== SUPPLIED MATERIAL ==
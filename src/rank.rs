use std::fmt;
use std::str::FromStr;

use serde::{Deserialize, Serialize};

use crate::domain::Registry;
use crate::error::TaxaError;

#[derive(Debug, Clone, Copy, PartialEq, Eq, Hash, Serialize, Deserialize)]
#[serde(rename_all = "snake_case")]
pub enum Rank {
    Domain,
    Kingdom,
    Subkingdom,
    Superphylum,
    Phylum,
    Subphylum,
    Superclass,
    Class,
    Subclass,
    Infraclass,
    Superorder,
    Order,
    Suborder,
    Infraorder,
    Superfamily,
    Family,
    Subfamily,
    Tribe,
    Subtribe,
    Genus,
    Subgenus,
    Section,
    Series,
    InfragenericName,
    Species,
    InfraspecificName,
    Subspecies,
    Variety,
    Subvariety,
    Form,
    Subform,
    Cultivar,
    Strain,
    Unranked,
}

const GBIF_MARKERS: &[(Rank, &str)] = &[
    (Rank::Domain, "DOMAIN"),
    (Rank::Kingdom, "KINGDOM"),
    (Rank::Subkingdom, "SUBKINGDOM"),
    (Rank::Superphylum, "SUPERPHYLUM"),
    (Rank::Phylum, "PHYLUM"),
    (Rank::Subphylum, "SUBPHYLUM"),
    (Rank::Superclass, "SUPERCLASS"),
    (Rank::Class, "CLASS"),
    (Rank::Subclass, "SUBCLASS"),
    (Rank::Infraclass, "INFRACLASS"),
    (Rank::Superorder, "SUPERORDER"),
    (Rank::Order, "ORDER"),
    (Rank::Suborder, "SUBORDER"),
    (Rank::Infraorder, "INFRAORDER"),
    (Rank::Superfamily, "SUPERFAMILY"),
    (Rank::Family, "FAMILY"),
    (Rank::Subfamily, "SUBFAMILY"),
    (Rank::Tribe, "TRIBE"),
    (Rank::Subtribe, "SUBTRIBE"),
    (Rank::Genus, "GENUS"),
    (Rank::Subgenus, "SUBGENUS"),
    (Rank::Section, "SECTION"),
    (Rank::Series, "SERIES"),
    (Rank::InfragenericName, "INFRAGENERIC_NAME"),
    (Rank::Species, "SPECIES"),
    (Rank::InfraspecificName, "INFRASPECIFIC_NAME"),
    (Rank::Subspecies, "SUBSPECIES"),
    (Rank::Variety, "VARIETY"),
    (Rank::Subvariety, "SUBVARIETY"),
    (Rank::Form, "FORM"),
    (Rank::Subform, "SUBFORM"),
    (Rank::Cultivar, "CULTIVAR"),
    (Rank::Strain, "STRAIN"),
    (Rank::Unranked, "UNRANKED"),
];

// First entry per rank is the canonical uBio spelling; later entries are accepted aliases.
const UBIO_MARKERS: &[(Rank, &str)] = &[
    (Rank::Domain, "domain"),
    (Rank::Domain, "superkingdom"),
    (Rank::Kingdom, "kingdom"),
    (Rank::Kingdom, "regnum"),
    (Rank::Subkingdom, "subkingdom"),
    (Rank::Superphylum, "superphylum"),
    (Rank::Phylum, "phylum"),
    (Rank::Phylum, "division"),
    (Rank::Subphylum, "subphylum"),
    (Rank::Subphylum, "subdivision"),
    (Rank::Superclass, "superclass"),
    (Rank::Class, "class"),
    (Rank::Class, "classis"),
    (Rank::Subclass, "subclass"),
    (Rank::Infraclass, "infraclass"),
    (Rank::Superorder, "superorder"),
    (Rank::Order, "order"),
    (Rank::Order, "ordo"),
    (Rank::Suborder, "suborder"),
    (Rank::Infraorder, "infraorder"),
    (Rank::Superfamily, "superfamily"),
    (Rank::Family, "family"),
    (Rank::Family, "familia"),
    (Rank::Subfamily, "subfamily"),
    (Rank::Tribe, "tribe"),
    (Rank::Subtribe, "subtribe"),
    (Rank::Genus, "genus"),
    (Rank::Subgenus, "subgenus"),
    (Rank::Section, "section"),
    (Rank::Section, "sect."),
    (Rank::Series, "series"),
    (Rank::Series, "ser."),
    (Rank::Species, "species"),
    (Rank::Species, "sp."),
    (Rank::Subspecies, "subspecies"),
    (Rank::Subspecies, "subsp."),
    (Rank::Subspecies, "ssp."),
    (Rank::Variety, "variety"),
    (Rank::Variety, "var."),
    (Rank::Subvariety, "subvariety"),
    (Rank::Subvariety, "subvar."),
    (Rank::Form, "forma"),
    (Rank::Form, "f."),
    (Rank::Form, "form"),
    (Rank::Subform, "subforma"),
    (Rank::Subform, "subf."),
    (Rank::Cultivar, "cultivar"),
    (Rank::Cultivar, "cv."),
    (Rank::Strain, "strain"),
    (Rank::Unranked, "no rank"),
];

impl Rank {
    fn ordinal(self) -> Option<usize> {
        match self {
            Rank::Unranked => None,
            ranked => Some(ranked as usize),
        }
    }

    pub fn is_unranked(self) -> bool {
        matches!(self, Rank::Unranked)
    }

    pub fn from_marker(registry: Registry, marker: &str) -> Rank {
        match registry {
            Registry::Gbif => Self::from_gbif(marker),
            Registry::Ubio => Self::from_ubio(marker),
        }
    }

    pub fn from_gbif(marker: &str) -> Rank {
        let normalized = marker.trim().to_ascii_uppercase().replace(' ', "_");
        GBIF_MARKERS
            .iter()
            .find(|(_, value)| *value == normalized)
            .map(|(rank, _)| *rank)
            .unwrap_or(Rank::Unranked)
    }

    pub fn to_gbif(self) -> &'static str {
        GBIF_MARKERS
            .iter()
            .find(|(rank, _)| *rank == self)
            .map(|(_, value)| *value)
            .unwrap_or("UNRANKED")
    }

    pub fn from_ubio(marker: &str) -> Rank {
        let normalized = marker.trim().to_lowercase();
        UBIO_MARKERS
            .iter()
            .find(|(_, value)| *value == normalized)
            .map(|(rank, _)| *rank)
            .unwrap_or(Rank::Unranked)
    }

    pub fn to_ubio(self) -> &'static str {
        UBIO_MARKERS
            .iter()
            .find(|(rank, _)| *rank == self)
            .map(|(_, value)| *value)
            .unwrap_or("no rank")
    }

    /// False if either side is unranked.
    pub fn is_higher_than(self, other: Rank) -> bool {
        match (self.ordinal(), other.ordinal()) {
            (Some(a), Some(b)) => a < b,
            _ => false,
        }
    }

    pub fn is_lower_or_unspecified(self, other: Rank) -> bool {
        match (self.ordinal(), other.ordinal()) {
            (Some(a), Some(b)) => a > b,
            _ => true,
        }
    }

    pub fn is_equal_lower_or_unspecified(self, other: Rank) -> bool {
        self == other || self.is_lower_or_unspecified(other)
    }
}

impl fmt::Display for Rank {
    fn fmt(&self, f: &mut fmt::Formatter<'_>) -> fmt::Result {
        write!(f, "{}", self.to_gbif().to_ascii_lowercase())
    }
}

impl FromStr for Rank {
    type Err = TaxaError;

    fn from_str(value: &str) -> Result<Self, Self::Err> {
        let gbif = Rank::from_gbif(value);
        if !gbif.is_unranked() {
            return Ok(gbif);
        }
        let ubio = Rank::from_ubio(value);
        if !ubio.is_unranked() {
            return Ok(ubio);
        }
        let normalized = value.trim().to_ascii_lowercase();
        if normalized == "unranked" || normalized == "no rank" {
            return Ok(Rank::Unranked);
        }
        Err(TaxaError::InvalidRank(value.to_string()))
    }
}

#[cfg(test)]
mod tests {
    use assert_matches::assert_matches;

    use super::*;

    #[test]
    fn gbif_round_trip_covers_every_rank() {
        for (rank, marker) in GBIF_MARKERS {
            assert_eq!(Rank::from_gbif(marker), *rank);
            assert_eq!(rank.to_gbif(), *marker);
        }
    }

    #[test]
    fn unknown_markers_are_unranked() {
        assert_eq!(Rank::from_gbif("CHEMOFORM"), Rank::Unranked);
        assert_eq!(Rank::from_ubio("morph"), Rank::Unranked);
    }

    #[test]
    fn ubio_abbreviations() {
        assert_eq!(Rank::from_ubio("var."), Rank::Variety);
        assert_eq!(Rank::from_ubio("Subsp."), Rank::Subspecies);
        assert_eq!(Rank::Form.to_ubio(), "forma");
        assert_eq!(Rank::from_marker(Registry::Ubio, "familia"), Rank::Family);
    }

    #[test]
    fn partial_order() {
        assert!(Rank::Species.is_lower_or_unspecified(Rank::Genus));
        assert!(!Rank::Genus.is_lower_or_unspecified(Rank::Species));
        assert!(!Rank::Genus.is_lower_or_unspecified(Rank::Genus));
        assert!(Rank::Genus.is_equal_lower_or_unspecified(Rank::Genus));
        assert!(Rank::Unranked.is_lower_or_unspecified(Rank::Species));
        assert!(Rank::Kingdom.is_lower_or_unspecified(Rank::Unranked));
        assert!(Rank::Order.is_higher_than(Rank::Family));
        assert!(!Rank::Unranked.is_higher_than(Rank::Family));
    }

    #[test]
    fn strict_parse() {
        assert_eq!("species".parse::<Rank>().unwrap(), Rank::Species);
        assert_eq!("var.".parse::<Rank>().unwrap(), Rank::Variety);
        assert_matches!("banana".parse::<Rank>(), Err(TaxaError::InvalidRank(_)));
    }
}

== PROBLEM DETAILS ==
Copy each line above containing the string "trim".

== ANSWER BELOW ==
        let normalized = marker.trim().to_ascii_uppercase().replace(' ', "_");
        let normalized = marker.trim().to_lowercase();
        let normalized = value.trim().to_ascii_lowercase();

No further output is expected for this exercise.